The review and meta-analysis focused on interoception in Autistic adults particularly because of their hypo/hypersensitivity to sensory aspects of the environment and alterations in emotion recognition and processing.
What did they find?
The authors found no significant difference in interoceptive accuracy between adults with Autism and neurotypical controls when completing the heartbeat detection task.
Results for children and adolescents were more varied, with some studies reporting reduced, increased, or similar interoceptive abilities compared to neurotypical controls.
In areas of interoceptive sensibility (how intense interoceptive experience is compared to others) and awareness (how accurate someone’s interoception is compared to objective measurement), results were inconsistent across all age groups of Autistic participants when compared to neurotypical controls.
Brain imaging studies show altered functional connectivity in regions like the insular cortex and thalamus in Autistic people, which are crucial for interoceptive and emotional integration.
The authors highlighted significant methodological challenges contributing to inconsistent findings, including: diverse measurement instruments, age ranges, and analytical approaches. And therefore advocated for more standardized methodologies and age-appropriate linguistic adaptations of tests and questionnaires, alongside longitudinal research, to clarify developmental trajectories.
What do these findings tell us?
The diverse findings in interoceptive measures had differing interpretations beyond the challenges of measurement methods.
Many Autistic people experience difficulties with language, communication and interpersonal interaction more broadly. The authors posited that perhaps there is more difficulty in the interpretation of bodily sensations in certain contexts rather than reduced interoceptive sensibility itself. This was seen in results of altered insular cortex activity in across different experiments.
They also posited that higher symptom burden could result in a lower ability to detect interoceptive bodily signals.
While adult cardiac interoceptive accuracy appears largely intact, the broader association between Autism and interoception remains complex and requires further clarification, particularly in younger populations.
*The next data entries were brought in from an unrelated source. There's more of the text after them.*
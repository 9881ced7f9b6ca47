use std::time::{Duration, Instant};

/// Windowed frame-rate meter.
///
/// A sample is emitted once either `max_frames` frames were counted or
/// `max_interval` has passed since the window opened, whichever comes first.
/// The sample is `frames / seconds` over that window; the window then restarts.
#[derive(Debug, Clone)]
pub struct FpsCounter {
    max_frames: u32,
    max_interval: Duration,
    window_start: Instant,
    frames: u32,
}

impl FpsCounter {
    pub const DEFAULT_MAX_FRAMES: u32 = 256;
    pub const DEFAULT_MAX_INTERVAL: Duration = Duration::from_millis(1000);

    pub fn new(max_frames: u32, max_interval: Duration) -> Self {
        Self::starting_at(max_frames, max_interval, Instant::now())
    }

    /// Creates a counter whose first window opens at `start`.
    pub fn starting_at(max_frames: u32, max_interval: Duration, start: Instant) -> Self {
        Self {
            max_frames: max_frames.max(1),
            max_interval,
            window_start: start,
            frames: 0,
        }
    }

    /// Restarts the current window without emitting a sample.
    pub fn restart(&mut self, now: Instant) {
        self.window_start = now;
        self.frames = 0;
    }

    /// Counts one presented frame. Returns an FPS sample when the window closes.
    pub fn frame(&mut self, now: Instant) -> Option<f32> {
        self.frames += 1;

        let elapsed = now.saturating_duration_since(self.window_start);
        if self.frames < self.max_frames && elapsed < self.max_interval {
            return None;
        }

        let secs = elapsed.as_secs_f32();
        let frames = self.frames;
        self.restart(now);

        // Zero-length window: nothing meaningful to report.
        if secs <= 0.0 {
            return None;
        }
        Some(frames as f32 / secs)
    }
}

impl Default for FpsCounter {
    fn default() -> Self {
        Self::new(Self::DEFAULT_MAX_FRAMES, Self::DEFAULT_MAX_INTERVAL)
    }
}

/// Aggregate over collected FPS samples.
#[derive(Debug, Copy, Clone, PartialEq)]
pub struct FpsSummary {
    pub count: usize,
    pub min: f32,
    pub max: f32,
    pub mean: f32,
}

impl FpsSummary {
    /// Returns `None` for an empty sample set.
    pub fn from_samples(samples: &[f32]) -> Option<Self> {
        if samples.is_empty() {
            return None;
        }

        let (min, max, sum) = samples.iter().fold(
            (f32::INFINITY, f32::NEG_INFINITY, 0.0f64),
            |(lo, hi, sum), &s| (lo.min(s), hi.max(s), sum + s as f64),
        );

        Some(Self {
            count: samples.len(),
            min,
            max,
            mean: (sum / samples.len() as f64) as f32,
        })
    }
}

impl std::fmt::Display for FpsSummary {
    fn fmt(&self, f: &mut std::fmt::Formatter<'_>) -> std::fmt::Result {
        write!(
            f,
            "{} samples, mean {:.3} fps (min {:.3}, max {:.3})",
            self.count, self.mean, self.min, self.max
        )
    }
}

#[cfg(test)]
mod tests {
    use super::*;

    fn ms(v: u64) -> Duration {
        Duration::from_millis(v)
    }

    // ── FpsCounter ────────────────────────────────────────────────────────

    #[test]
    fn emits_after_frame_budget() {
        let t0 = Instant::now();
        let mut fps = FpsCounter::starting_at(4, ms(1000), t0);
        assert_eq!(fps.frame(t0 + ms(100)), None);
        assert_eq!(fps.frame(t0 + ms(200)), None);
        assert_eq!(fps.frame(t0 + ms(300)), None);
        let sample = fps.frame(t0 + ms(400)).unwrap();
        assert!((sample - 10.0).abs() < 1e-3);
    }

    #[test]
    fn emits_after_interval_even_with_few_frames() {
        let t0 = Instant::now();
        let mut fps = FpsCounter::starting_at(256, ms(1000), t0);
        assert_eq!(fps.frame(t0 + ms(500)), None);
        let sample = fps.frame(t0 + ms(1000)).unwrap();
        assert!((sample - 2.0).abs() < 1e-3);
    }

    #[test]
    fn window_restarts_after_sample() {
        let t0 = Instant::now();
        let mut fps = FpsCounter::starting_at(2, ms(10_000), t0);
        assert_eq!(fps.frame(t0 + ms(50)), None);
        assert!(fps.frame(t0 + ms(100)).is_some());
        assert_eq!(fps.frame(t0 + ms(150)), None);
        let sample = fps.frame(t0 + ms(200)).unwrap();
        assert!((sample - 20.0).abs() < 1e-3);
    }

    #[test]
    fn zero_length_window_is_dropped() {
        let t0 = Instant::now();
        let mut fps = FpsCounter::starting_at(1, ms(1000), t0);
        assert_eq!(fps.frame(t0), None);
    }

    // ── FpsSummary ────────────────────────────────────────────────────────

    #[test]
    fn summary_empty_is_none() {
        assert_eq!(FpsSummary::from_samples(&[]), None);
    }

    #[test]
    fn summary_aggregates() {
        let s = FpsSummary::from_samples(&[60.0, 30.0, 90.0]).unwrap();
        assert_eq!(s.count, 3);
        assert_eq!(s.min, 30.0);
        assert_eq!(s.max, 90.0);
        assert!((s.mean - 60.0).abs() < 1e-4);
    }
}
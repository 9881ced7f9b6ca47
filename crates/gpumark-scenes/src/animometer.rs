//! Animometer: a MotionMark-style stress test.
//!
//! Draws [`NUM_TRIANGLES`] small triangles, each with its own uniform record.
//! All records live in one buffer; the draw loop rebinds the same bind group
//! with a different dynamic offset before every `draw`.

use anyhow::{Context, Result};
use bytemuck::{Pod, Zeroable};
use rand::Rng;

use gpumark_engine::render::{RenderCtx, RenderTarget};

use crate::common::{seeded_rng, surface_target, triangle_list, uniform_stride};
use crate::scene::{Scene, SceneKind};

pub const NUM_TRIANGLES: usize = 10_000;

/// Frames per unit of shader time (`time = frame_index / FRAMES_PER_TIME_UNIT`).
const FRAMES_PER_TIME_UNIT: f32 = 60.0;

/// Per-triangle uniform record. Matches the WGSL `Constants` struct (24 bytes).
#[repr(C)]
#[derive(Debug, Copy, Clone, PartialEq, Pod, Zeroable)]
pub struct TriangleParams {
    pub scale: f32,
    pub time: f32,
    pub offset_x: f32,
    pub offset_y: f32,
    pub scalar: f32,
    pub scalar_offset: f32,
}

impl TriangleParams {
    pub fn random<R: Rng>(rng: &mut R) -> Self {
        Self {
            scale: rng.gen_range(0.2..0.4),
            time: 0.0,
            offset_x: rng.gen_range(-0.9..0.9),
            offset_y: rng.gen_range(-0.9..0.9),
            scalar: rng.gen_range(0.5..2.0),
            scalar_offset: rng.gen_range(0.0..10.0),
        }
    }
}

/// Shader time once `frames_drawn` frames have been drawn.
pub fn shader_time(frames_drawn: u64) -> f32 {
    frames_drawn as f32 / FRAMES_PER_TIME_UNIT
}

/// Counts drawn frames. The count is bumped before the time is read, so the
/// first frame already animates at `1 / 60`.
#[derive(Debug, Default, Clone)]
struct FrameTimer {
    frames_drawn: u64,
}

impl FrameTimer {
    fn next_time(&mut self) -> f32 {
        self.frames_drawn += 1;
        shader_time(self.frames_drawn)
    }
}

/// Copies each record to `i * stride` in `dst`, leaving padding untouched.
///
/// `dst` must hold at least `params.len() * stride` bytes.
pub fn pack_uniforms(params: &[TriangleParams], stride: usize, dst: &mut [u8]) {
    let size = std::mem::size_of::<TriangleParams>();
    debug_assert!(stride >= size);
    debug_assert!(dst.len() >= params.len() * stride);

    for (p, chunk) in params.iter().zip(dst.chunks_exact_mut(stride)) {
        chunk[..size].copy_from_slice(bytemuck::bytes_of(p));
    }
}

pub struct AnimometerScene {
    pipeline: wgpu::RenderPipeline,
    bind_group: wgpu::BindGroup,
    ubo: wgpu::Buffer,

    params: Vec<TriangleParams>,
    stride: u64,
    staging: Vec<u8>,
    timer: FrameTimer,
}

impl AnimometerScene {
    pub fn new(ctx: &RenderCtx<'_>, seed: u64) -> Result<Self> {
        let params_size = std::mem::size_of::<TriangleParams>() as u64;
        let align = ctx.limits().min_uniform_buffer_offset_alignment as u64;
        let stride = uniform_stride(params_size, align);
        let ubo_size = stride * NUM_TRIANGLES as u64;

        anyhow::ensure!(
            ubo_size <= ctx.limits().max_buffer_size,
            "animometer uniform buffer ({ubo_size} bytes) exceeds device max_buffer_size"
        );
        // Dynamic offsets must fit in u32.
        let last_offset = u32::try_from(stride * (NUM_TRIANGLES as u64 - 1))
            .context("animometer dynamic offsets overflow u32")?;
        log::debug!("animometer: stride {stride} bytes, last offset {last_offset}");

        let shader = ctx.device.create_shader_module(wgpu::ShaderModuleDescriptor {
            label: Some("gpumark animometer shader"),
            source: wgpu::ShaderSource::Wgsl(include_str!("shaders/animometer.wgsl").into()),
        });

        let bind_group_layout =
            ctx.device.create_bind_group_layout(&wgpu::BindGroupLayoutDescriptor {
                label: Some("gpumark animometer bgl"),
                entries: &[wgpu::BindGroupLayoutEntry {
                    binding: 0,
                    visibility: wgpu::ShaderStages::VERTEX,
                    ty: wgpu::BindingType::Buffer {
                        ty: wgpu::BufferBindingType::Uniform,
                        has_dynamic_offset: true,
                        min_binding_size: wgpu::BufferSize::new(params_size),
                    },
                    count: None,
                }],
            });

        let pipeline_layout = ctx.device.create_pipeline_layout(&wgpu::PipelineLayoutDescriptor {
            label: Some("gpumark animometer pipeline layout"),
            bind_group_layouts: &[&bind_group_layout],
            immediate_size: 0,
        });

        let pipeline = ctx.device.create_render_pipeline(&wgpu::RenderPipelineDescriptor {
            label: Some("gpumark animometer pipeline"),
            layout: Some(&pipeline_layout),
            vertex: wgpu::VertexState {
                module: &shader,
                entry_point: Some("vs_main"),
                compilation_options: Default::default(),
                buffers: &[],
            },
            fragment: Some(wgpu::FragmentState {
                module: &shader,
                entry_point: Some("fs_main"),
                compilation_options: Default::default(),
                targets: &surface_target(ctx.surface_format),
            }),
            primitive: triangle_list(),
            depth_stencil: None,
            multisample: wgpu::MultisampleState::default(),
            multiview_mask: None,
            cache: None,
        });

        let mut rng = seeded_rng(seed);
        let params: Vec<TriangleParams> = (0..NUM_TRIANGLES)
            .map(|_| TriangleParams::random(&mut rng))
            .collect();

        let ubo = ctx.device.create_buffer(&wgpu::BufferDescriptor {
            label: Some("gpumark animometer ubo"),
            size: ubo_size,
            usage: wgpu::BufferUsages::UNIFORM | wgpu::BufferUsages::COPY_DST,
            mapped_at_creation: false,
        });

        // One record-sized window; the dynamic offset slides it across the buffer.
        let bind_group = ctx.device.create_bind_group(&wgpu::BindGroupDescriptor {
            label: Some("gpumark animometer bind group"),
            layout: &bind_group_layout,
            entries: &[wgpu::BindGroupEntry {
                binding: 0,
                resource: wgpu::BindingResource::Buffer(wgpu::BufferBinding {
                    buffer: &ubo,
                    offset: 0,
                    size: wgpu::BufferSize::new(params_size),
                }),
            }],
        });

        Ok(Self {
            pipeline,
            bind_group,
            ubo,
            params,
            stride,
            staging: vec![0u8; ubo_size as usize],
            timer: FrameTimer::default(),
        })
    }
}

impl Scene for AnimometerScene {
    fn kind(&self) -> SceneKind {
        SceneKind::Animometer
    }

    fn frame(&mut self, ctx: &RenderCtx<'_>, target: &mut RenderTarget<'_>) {
        let time = self.timer.next_time();
        for p in &mut self.params {
            p.time = time;
        }

        pack_uniforms(&self.params, self.stride as usize, &mut self.staging);
        ctx.queue.write_buffer(&self.ubo, 0, &self.staging);

        let color = target.color_attachment(wgpu::LoadOp::Clear(wgpu::Color::TRANSPARENT));
        let mut rpass = target.encoder.begin_render_pass(&wgpu::RenderPassDescriptor {
            label: Some("gpumark animometer pass"),
            color_attachments: &[Some(color)],
            depth_stencil_attachment: None,
            timestamp_writes: None,
            occlusion_query_set: None,
            multiview_mask: None,
        });

        rpass.set_pipeline(&self.pipeline);
        for i in 0..self.params.len() {
            // Bounded by the u32 check in `new`.
            let offset = (i as u64 * self.stride) as u32;
            rpass.set_bind_group(0, &self.bind_group, &[offset]);
            rpass.draw(0..3, 0..1);
        }
    }
}

#[cfg(test)]
mod tests {
    use super::*;

    #[test]
    fn params_match_wgsl_layout() {
        assert_eq!(std::mem::size_of::<TriangleParams>(), 24);
    }

    #[test]
    fn random_params_stay_in_range() {
        let mut rng = seeded_rng(7);
        for _ in 0..1000 {
            let p = TriangleParams::random(&mut rng);
            assert!((0.2..0.4).contains(&p.scale));
            assert!((-0.9..0.9).contains(&p.offset_x));
            assert!((-0.9..0.9).contains(&p.offset_y));
            assert!((0.5..2.0).contains(&p.scalar));
            assert!((0.0..10.0).contains(&p.scalar_offset));
            assert_eq!(p.time, 0.0);
        }
    }

    #[test]
    fn same_seed_same_field() {
        let a: Vec<_> = {
            let mut rng = seeded_rng(42);
            (0..16).map(|_| TriangleParams::random(&mut rng)).collect()
        };
        let b: Vec<_> = {
            let mut rng = seeded_rng(42);
            (0..16).map(|_| TriangleParams::random(&mut rng)).collect()
        };
        assert_eq!(a, b);
    }

    #[test]
    fn shader_time_is_sixty_frames_per_unit() {
        assert_eq!(shader_time(0), 0.0);
        assert_eq!(shader_time(60), 1.0);
        assert_eq!(shader_time(90), 1.5);
    }

    #[test]
    fn first_frame_is_already_one_tick_in() {
        let mut timer = FrameTimer::default();
        assert_eq!(timer.next_time(), 1.0 / 60.0);
        assert_eq!(timer.next_time(), 2.0 / 60.0);
        for _ in 0..58 {
            timer.next_time();
        }
        assert_eq!(timer.frames_drawn, 60);
    }

    #[test]
    fn pack_places_records_at_stride() {
        let params = [
            TriangleParams { scale: 1.0, time: 2.0, offset_x: 3.0, offset_y: 4.0, scalar: 5.0, scalar_offset: 6.0 },
            TriangleParams { scale: 7.0, time: 8.0, offset_x: 9.0, offset_y: 10.0, scalar: 11.0, scalar_offset: 12.0 },
        ];
        let stride = 256;
        let mut buf = vec![0xAAu8; stride * 2];
        pack_uniforms(&params, stride, &mut buf);

        assert_eq!(&buf[..24], bytemuck::bytes_of(&params[0]));
        assert_eq!(&buf[stride..stride + 24], bytemuck::bytes_of(&params[1]));

        let second: TriangleParams = bytemuck::pod_read_unaligned(&buf[stride..stride + 24]);
        assert_eq!(second.offset_y, 10.0);

        // Padding between records is not written.
        assert!(buf[24..stride].iter().all(|&b| b == 0xAA));
    }
}
mod args;

use std::process::ExitCode;

use anyhow::Result;
use winit::dpi::LogicalSize;

use gpumark_engine::device::GpuInit;
use gpumark_engine::logging::{LoggingConfig, init_logging};
use gpumark_engine::window::{Runtime, RuntimeConfig};
use gpumark_scenes::{RunnerConfig, SceneKind, SceneOptions, SceneRunner};

use args::{Args, USAGE};

fn main() -> ExitCode {
    let args = match Args::parse(std::env::args_os().skip(1).collect()) {
        Ok(a) => a,
        Err(err) => {
            eprintln!("gpumark: {err:#}");
            eprintln!("{USAGE}");
            return ExitCode::from(2);
        }
    };

    if args.help {
        println!("{USAGE}");
        return ExitCode::SUCCESS;
    }

    if args.list {
        for kind in SceneKind::ALL {
            println!("{:<12} {}", kind.name(), kind.description());
        }
        return ExitCode::SUCCESS;
    }

    init_logging(LoggingConfig::default());

    match run(args) {
        Ok(()) => ExitCode::SUCCESS,
        Err(err) => {
            log::error!("{err:#}");
            ExitCode::FAILURE
        }
    }
}

fn run(args: Args) -> Result<()> {
    let mut runtime = RuntimeConfig {
        title: format!("gpumark - {}", args.scene),
        ..RuntimeConfig::default()
    };
    if let Some((w, h)) = args.size {
        runtime.initial_size = LogicalSize::new(w as f64, h as f64);
    }

    let gpu_init = GpuInit {
        present_mode: if args.no_vsync {
            wgpu::PresentMode::AutoNoVsync
        } else {
            wgpu::PresentMode::Fifo
        },
        ..GpuInit::default()
    };

    let runner = SceneRunner::new(RunnerConfig {
        scene: args.scene,
        options: SceneOptions {
            seed: args.seed,
            mesh: args.mesh,
        },
        target_samples: args.samples,
        ..RunnerConfig::default()
    });

    log::info!("running '{}' (seed {})", args.scene, args.seed);
    let report = Runtime::run(runtime, gpu_init, runner)?.into_report()?;

    if let Some(adapter) = &report.adapter {
        log::info!("{} on {adapter}", report.scene);
    }
    match report.summary {
        Some(summary) => log::info!("{}: {summary}", report.scene),
        None => log::warn!("{}: no FPS samples collected", report.scene),
    }
    Ok(())
}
We need better measurement validity and standardisation to advance our understanding.
My personal assertion is that interoceptive capacity is likely contextual according to the degree of support and safety the autistic person is receiving, rather than some concrete unchanging phenomena. And that much research on Autism and other divergent neurotypes is limited by a significant amount of un-acknowledged pathologising and prejudiced assumptions.
We still have a long way to go in terms of understanding and measuring interoception, but I hope that as we go along we can use less pathologising, more context-based systems to empower each of us to understand our body, find safety and wellbeing more easily.
REFERENCE:
Klein, M., Witthöft, M., & Jungmann, S. M. (2025). Interoception in Individuals with Autism Spectrum Disorders-A Systematic Literature Review and Meta-Analysis. Frontiers in Psychiatry, 16, 1573263.